The combination of pose estimation and soft robotics allows the system to interact with objects that would otherwise be extremely difficult to manipulate automatically (fig. 2).

 

Fig. 2 – from the output of the object detection algorithm to the soft end-effector grasping pose.

 

Planning safe robotic movements

Grasping the artefact is only part of the story. The robot must also move safely before and after the grasping action.

This is where motion planning becomes crucial. Motion planning algorithms calculate the path the robot should follow to reach the object, grasp it, and move it to its destination without collisions or sudden movements.

In the AUTOMATA system, these algorithms generate feasible trajectories that guide the robot arm through its environment. The planned movements must avoid obstacles, maintain stability during manipulation, and minimise mechanical stress on the artefact (fig. 3).

 

 

 

Fig. 3 – Top: trajectory planning showing waypoints A, B, and C in execution order; Bottom: robot movements during execution, stopping at waypoints A, B, and C.

 

Equally important is the ability to operate in real time. Museum environments can be dynamic, and unexpected changes may occur. The planning algorithms therefore continuously evaluate the robot’s actions, allowing the system to adapt if needed and ensuring that manipulation remains safe and reliable.

Supporting heritage professionals with robotics

The goal of the AUTOMATA project is not to replace human expertise.

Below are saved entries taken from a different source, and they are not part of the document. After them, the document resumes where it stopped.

impl CpuLoad {
    /// Create new CPU load tracker
    pub const fn new() -> Self {
        CpuLoad {
            current: AtomicU32::new(0),
            avg: AtomicU32::new(0),
            nr_running: AtomicU32::new(0),
            runtime_ns: AtomicU64::new(0),
            last_update: AtomicU64::new(0),
            samples: [
                AtomicU32::new(0),
                AtomicU32::new(0),
                AtomicU32::new(0),
                AtomicU32::new(0),
                AtomicU32::new(0),
            ],
            sample_idx: AtomicU32::new(0),
        }
    }

    /// Get current load
    pub fn current_load(&self) -> u32 {
        self.current.load(Ordering::Relaxed)
    }

    /// Get load average
    pub fn avg_load(&self) -> u32 {
        self.avg.load(Ordering::Relaxed)
    }

    /// Get number of runnable tasks
    pub fn nr_running(&self) -> u32 {
        self.nr_running.load(Ordering::Relaxed)
    }

    /// Add task to load
    pub fn task_enqueued(&self, weight: u32) {
        self.current.fetch_add(weight, Ordering::Relaxed);
        self.nr_running.fetch_add(1, Ordering::Relaxed);
    }

    /// Remove task from load
    pub fn task_dequeued(&self, weight: u32) {
        self.current.fetch_sub(weight.min(self.current.load(Ordering::Relaxed)), Ordering::Relaxed);
        let nr = self.nr_running.load(Ordering::Relaxed);
        if nr > 0 {
            self.nr_running.fetch_sub(1, Ordering::Relaxed);
        }
    }

    /// Update load average (called periodically)
    pub fn update_avg(&self, current_tick: u64) {
        let last = self.last_update.load(Ordering::Relaxed);
        if current_tick - last < LOAD_PERIOD {
            return;
        }

        self.last_update.store(current_tick, Ordering::Relaxed);

        // Store sample
        let idx = self.sample_idx.fetch_add(1, Ordering::Relaxed) as usize % LOAD_SAMPLES;
        self.samples[idx].store(self.current.load(Ordering::Relaxed), Ordering::Relaxed);

        // Calculate average
        let mut sum = 0u32;
        for sample in &self.samples {
            sum += sample.load(Ordering::Relaxed);
        }
        let avg = sum / LOAD_SAMPLES as u32;
        self.avg.store(avg, Ordering::Relaxed);
    }

    /// Add runtime
    pub fn add_runtime(&self, ns: u64) {
        self.runtime_ns.fetch_add(ns, Ordering::Relaxed);
    }

    /// Get and reset runtime
    pub fn take_runtime(&self) -> u64 {
        self.runtime_ns.swap(0, Ordering::Relaxed)
    }
}

// ============================================================================
// Load Balancer
// ============================================================================

/// Task migration request
#[derive(Debug, Clone)]
pub struct MigrationRequest {
    /// Task ID to migrate
    pub task_id: u64,
    /// Source CPU
    pub from_cpu: u32,
    /// Destination CPU
    pub to_cpu: u32,
    /// Task weight
    pub weight: u32,
}
//! Software RAID Implementation
//!
//! Provides software RAID functionality for combining multiple block devices
//! into a single logical device with various redundancy levels.
//!
//! Supported RAID levels:
//! - RAID0: Striping (performance, no redundancy)
//! - RAID1: Mirroring (redundancy, no performance gain)
//! - RAID5: Distributed parity (balance of performance and redundancy)
//! - RAID10: Striped mirrors (combines RAID0 and RAID1)
//! - Linear: Concatenation (simple span, no redundancy)

#![allow(dead_code)]

extern crate alloc;

use alloc::sync::Arc;
use alloc::vec;
use alloc::vec::Vec;
use alloc::string::String;
use core::sync::atomic::{AtomicU64, AtomicBool, Ordering};
use spin::{Mutex, RwLock};

use super::block::{BlockDevice, BlockDeviceId};
use crate::util::{KError, KResult};

// ============================================================================
// Constants
// ============================================================================

/// RAID superblock magic number
const RAID_MAGIC: u32 = 0x52414944; // "RAID"

/// RAID superblock version
const RAID_VERSION: u32 = 1;

/// Default stripe size (64KB)
const DEFAULT_STRIPE_SIZE: u32 = 64 * 1024;

/// Minimum devices for each RAID level
const MIN_DEVICES_RAID0: usize = 2;
const MIN_DEVICES_RAID1: usize = 2;
const MIN_DEVICES_RAID5: usize = 3;
const MIN_DEVICES_RAID10: usize = 4;
const MIN_DEVICES_LINEAR: usize = 2;

// ============================================================================
// RAID Level Definition
// ============================================================================

/// RAID level
#[derive(Debug, Clone, Copy, PartialEq, Eq)]
pub enum RaidLevel {
    /// Striping - data distributed across devices, no parity
    Raid0,
    /// Mirroring - data duplicated on all devices
    Raid1,
    /// Distributed parity - data and parity spread across devices
    Raid5,
    /// Striped mirrors - RAID0 over RAID1 pairs
    Raid10,
    /// Concatenation - devices joined sequentially
    Linear,
}

impl RaidLevel {
    /// Get minimum number of devices required
    pub fn min_devices(&self) -> usize {
        match self {
            RaidLevel::Raid0 => MIN_DEVICES_RAID0,
            RaidLevel::Raid1 => MIN_DEVICES_RAID1,
            RaidLevel::Raid5 => MIN_DEVICES_RAID5,
            RaidLevel::Raid10 => MIN_DEVICES_RAID10,
            RaidLevel::Linear => MIN_DEVICES_LINEAR,
        }
    }

    /// Get level name
    pub fn name(&self) -> &'static str {
        match self {
            RaidLevel::Raid0 => "RAID0",
            RaidLevel::Raid1 => "RAID1",
            RaidLevel::Raid5 => "RAID5",
            RaidLevel::Raid10 => "RAID10",
            RaidLevel::Linear => "Linear",
        }
    }

    /// Get efficiency (usable space ratio)
    pub fn efficiency(&self, device_count: usize) -> f64 {
        match self {
            RaidLevel::Raid0 => 1.0,
            RaidLevel::Raid1 => 1.0 / device_count as f64,
            RaidLevel::Raid5 => (device_count - 1) as f64 / device_count as f64,
            RaidLevel::Raid10 => 0.5, // Half for mirroring
            RaidLevel::Linear => 1.0,
        }
    }

    /// Can survive device failure?
    pub fn is_redundant(&self) -> bool {
        matches!(self, RaidLevel::Raid1 | RaidLevel::Raid5 | RaidLevel::Raid10)
    }
}

// ============================================================================
// RAID Device State
// ============================================================================

/// State of a device in the RAID array
#[derive(Debug, Clone, Copy, PartialEq, Eq)]
pub enum DeviceState {
    /// Device is functioning normally
    Active,
    /// Device has failed and is not usable
    Failed,
    /// Device is being rebuilt
    Rebuilding,
    /// Device is a spare waiting to replace a failed device
    Spare,
    /// Device has been removed from the array
    Removed,
}

/// Information about a RAID member device
pub struct RaidMember {
    /// Index in the array
    pub index: usize,
    /// The block device
    pub device: Arc<dyn BlockDevice>,
    /// Current state
    pub state: DeviceState,
    /// Number of errors encountered
    pub error_count: u64,
    /// Device size in blocks
    pub size_blocks: u64,
}

impl Clone for RaidMember {
    fn clone(&self) -> Self {
        Self {
            index: self.index,
            device: Arc::clone(&self.device),
            state: self.state,
            error_count: self.error_count,
            size_blocks: self.size_blocks,
        }
    }
}

impl core::fmt::Debug for RaidMember {
    fn fmt(&self, f: &mut core::fmt::Formatter<'_>) -> core::fmt::Result {
        f.debug_struct("RaidMember")
            .field("index", &self.index)
            .field("state", &self.state)
            .field("error_count", &self.error_count)
            .field("size_blocks", &self.size_blocks)
            .finish()
    }
}

// ============================================================================
// RAID Configuration
// ============================================================================

/// RAID array configuration
#[derive(Debug, Clone)]
pub struct RaidConfig {
    /// RAID level
    pub level: RaidLevel,
    /// Stripe size in bytes (for RAID0, RAID5, RAID10)
    pub stripe_size: u32,
    /// Number of data devices
    pub device_count: usize,
    /// UUID of the array
    pub uuid: [u8; 16],
    /// Array name
    pub name: String,
    /// Creation timestamp (Unix seconds)
    pub created_at: u64,
}

impl RaidConfig {
    /// Create a new RAID configuration
    pub fn new(level: RaidLevel, device_count: usize, name: &str) -> Self {
        Self {
            level,
            stripe_size: DEFAULT_STRIPE_SIZE,
            device_count,
            uuid: generate_uuid(),
            name: String::from(name),
            created_at: 0, // Would be set from RTC
        }
    }

    /// Set stripe size
    pub fn with_stripe_size(mut self, size: u32) -> Self {
        // Must be power of 2 and at least 4KB
        if size >= 4096 && size.is_power_of_two() {
            self.stripe_size = size;
        }
        self
    }
}
/// Valores especiais para sa_handler
pub const SIG_DFL: u64 = 0;  // Ação default
pub const SIG_IGN: u64 = 1;  // Ignorar signal
pub const SIG_ERR: u64 = !0; // Erro

/// Estrutura sigaction (compatível com Linux x86_64)
#[repr(C)]
#[derive(Debug, Clone, Copy)]
pub struct Sigaction {
    /// Endereço do handler (ou SIG_DFL/SIG_IGN)
    pub sa_handler: u64,
    /// Flags de comportamento
    pub sa_flags: u64,
    /// Função para restaurar contexto (sa_restorer)
    pub sa_restorer: u64,
    /// Máscara de signals a bloquear durante execução do handler
    pub sa_mask: u64,
}

impl Sigaction {
    pub const fn default() -> Self {
        Self {
            sa_handler: SIG_DFL,
            sa_flags: 0,
            sa_restorer: 0,
            sa_mask: 0,
        }
    }

    pub fn is_default(&self) -> bool {
        self.sa_handler == SIG_DFL
    }

    pub fn is_ignored(&self) -> bool {
        self.sa_handler == SIG_IGN
    }

    pub fn has_handler(&self) -> bool {
        self.sa_handler > SIG_IGN
    }
}

/// siginfo_t - informações sobre o signal
#[repr(C)]
#[derive(Debug, Clone, Copy)]
pub struct Siginfo {
    pub si_signo: i32,    // Número do signal
    pub si_errno: i32,    // Errno associado (se houver)
    pub si_code: i32,     // Código do signal (origem)
    _pad: i32,            // Padding para alinhamento
    pub si_pid: i32,      // PID do sender
    pub si_uid: i32,      // UID do sender
    pub si_status: i32,   // Exit status (para SIGCHLD)
    _pad2: i32,
    pub si_addr: u64,     // Endereço da falta (para SIGSEGV/SIGBUS)
    _reserved: [u64; 12], // Reservado para compatibilidade
}

impl Siginfo {
    pub const fn new(signo: i32) -> Self {
        Self {
            si_signo: signo,
            si_errno: 0,
            si_code: 0,
            _pad: 0,
            si_pid: 0,
            si_uid: 0,
            si_status: 0,
            _pad2: 0,
            si_addr: 0,
            _reserved: [0; 12],
        }
    }
}

/// ucontext_t - contexto salvo para signal handler
/// Layout simplificado compatível com x86_64
#[repr(C)]
#[derive(Debug, Clone, Copy)]
pub struct UContext {
    pub uc_flags: u64,
    pub uc_link: u64,         // Ponteiro para próximo contexto
    pub uc_stack: StackT,     // Stack info
    pub uc_mcontext: MContext,// Registradores salvos
    pub uc_sigmask: u64,      // Máscara de signals
}

/// stack_t - informações sobre stack
#[repr(C)]
#[derive(Debug, Clone, Copy)]
pub struct StackT {
    pub ss_sp: u64,    // Base do stack
    pub ss_flags: i32, // Flags (SS_ONSTACK, SS_DISABLE)
    _pad: i32,
    pub ss_size: u64,  // Tamanho do stack
}

impl StackT {
    pub const fn empty() -> Self {
        Self {
            ss_sp: 0,
            ss_flags: 0,
            _pad: 0,
            ss_size: 0,
        }
    }
}

/// mcontext_t - registradores salvos
#[repr(C)]
#[derive(Debug, Clone, Copy)]
pub struct MContext {
    pub r8: u64,
    pub r9: u64,
    pub r10: u64,
    pub r11: u64,
    pub r12: u64,
    pub r13: u64,
    pub r14: u64,
    pub r15: u64,
    pub rdi: u64,
    pub rsi: u64,
    pub rbp: u64,
    pub rbx: u64,
    pub rdx: u64,
    pub rax: u64,
    pub rcx: u64,
    pub rsp: u64,
    pub rip: u64,
    pub rflags: u64,
    pub cs: u16,
    pub gs: u16,
    pub fs: u16,
    _pad: u16,
    pub err: u64,
    pub trapno: u64,
    pub oldmask: u64,
    pub cr2: u64,
    // FPU state seria aqui, mas não implementamos
    pub fpstate: u64,
    _reserved: [u64; 8],
}

impl MContext {
    pub const fn empty() -> Self {
        Self {
            r8: 0, r9: 0, r10: 0, r11: 0, r12: 0, r13: 0, r14: 0, r15: 0,
            rdi: 0, rsi: 0, rbp: 0, rbx: 0, rdx: 0, rax: 0, rcx: 0, rsp: 0,
            rip: 0, rflags: 0, cs: 0, gs: 0, fs: 0, _pad: 0,
            err: 0, trapno: 0, oldmask: 0, cr2: 0, fpstate: 0,
            _reserved: [0; 8],
        }
    }
}

/// Frame completo salvo na stack do usuário para signal handler
#[repr(C)]
pub struct SignalFrame {
    pub restorer: u64,      // Endereço de retorno (chama sigreturn)
    pub info: Siginfo,      // Informações do signal
    pub uc: UContext,       // Contexto salvo
}

/// Tabela de handlers de signals para um processo
pub struct SignalHandlers {
    handlers: UnsafeCell<[Sigaction; 64]>,
}

impl SignalHandlers {
    pub const fn new() -> Self {
        const DEFAULT: Sigaction = Sigaction::default();
        Self {
            handlers: UnsafeCell::new([DEFAULT; 64]),
        }
    }

    /// Obtém o handler para um signal
    pub fn get(&self, signum: u32) -> Option<Sigaction> {
        if signum == 0 || signum >= 64 {
            return None;
        }
        unsafe {
            Some((*self.handlers.get())[signum as usize])
        }
    }

    /// Define o handler para um signal
    pub fn set(&self, signum: u32, action: &Sigaction) -> Option<Sigaction> {
        if signum == 0 || signum >= 64 {
            return None;
        }
        // SIGKILL e SIGSTOP não podem ter handlers
        if signum == sig::SIGKILL || signum == sig::SIGSTOP {
            return None;
        }
        unsafe {
            let old = (*self.handlers.get())[signum as usize];
            (*self.handlers.get())[signum as usize] = *action;
            Some(old)
        }
    }

    /// Reseta um handler para default
    pub fn reset(&self, signum: u32) {
        if signum == 0 || signum >= 64 {
            return;
        }
        unsafe {
            (*self.handlers.get())[signum as usize] = Sigaction::default();
        }
    }
}

// SAFETY: Acessado apenas pelo processo owner
unsafe impl Send for SignalHandlers {}
unsafe impl Sync for SignalHandlers {}

impl Clone for SignalHandlers {
    fn clone(&self) -> Self {
        let new = Self::new();
        unsafe {
            for i in 0..64 {
                (*new.handlers.get())[i] = (*self.handlers.get())[i];
            }
        }
        new
    }
}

Archaeologists, conservators, and museum professionals possess invaluable knowledge about the artefacts they work with. Instead, the aim is to develop technologies that can support them in their daily activities.

Robotic systems capable of safe manipulation could assist in several areas of cultural heritage work. For example, they could help automate parts of the digitisation process, allowing artefacts to be scanned and documented more efficiently. They could also support the management of museum storage facilities, where large numbers of objects must be organised, moved, and monitored.

By handling repetitive or physically demanding tasks, robots could reduce the risk of accidental damage and allow experts to focus on research, conservation, and interpretation.

A step towards intelligent heritage robotics

Developing robots that can interact safely with cultural heritage objects is a complex interdisciplinary challenge. It requires expertise in robotics, computer vision, artificial intelligence, and heritage science.

Within the AUTOMATA project, these fields come together to create a system capable of perceiving artefacts, understanding their geometry, and planning safe interactions. Through advanced segmentation algorithms, pose estimation methods, soft robotic grippers, and intelligent motion planning, the project is pushing the boundaries of what robotic systems can achieve in heritage environments.

While this technology is still evolving, its potential is significant. In the future, intelligent robotic systems may become valuable partners in museums, laboratories, and conservation centres, helping us document, study, and preserve the objects that tell the story of our past.

In this way, innovation in robotics does not only advance technology. It also contributes to protecting and understanding the cultural heritage that connects us to human history.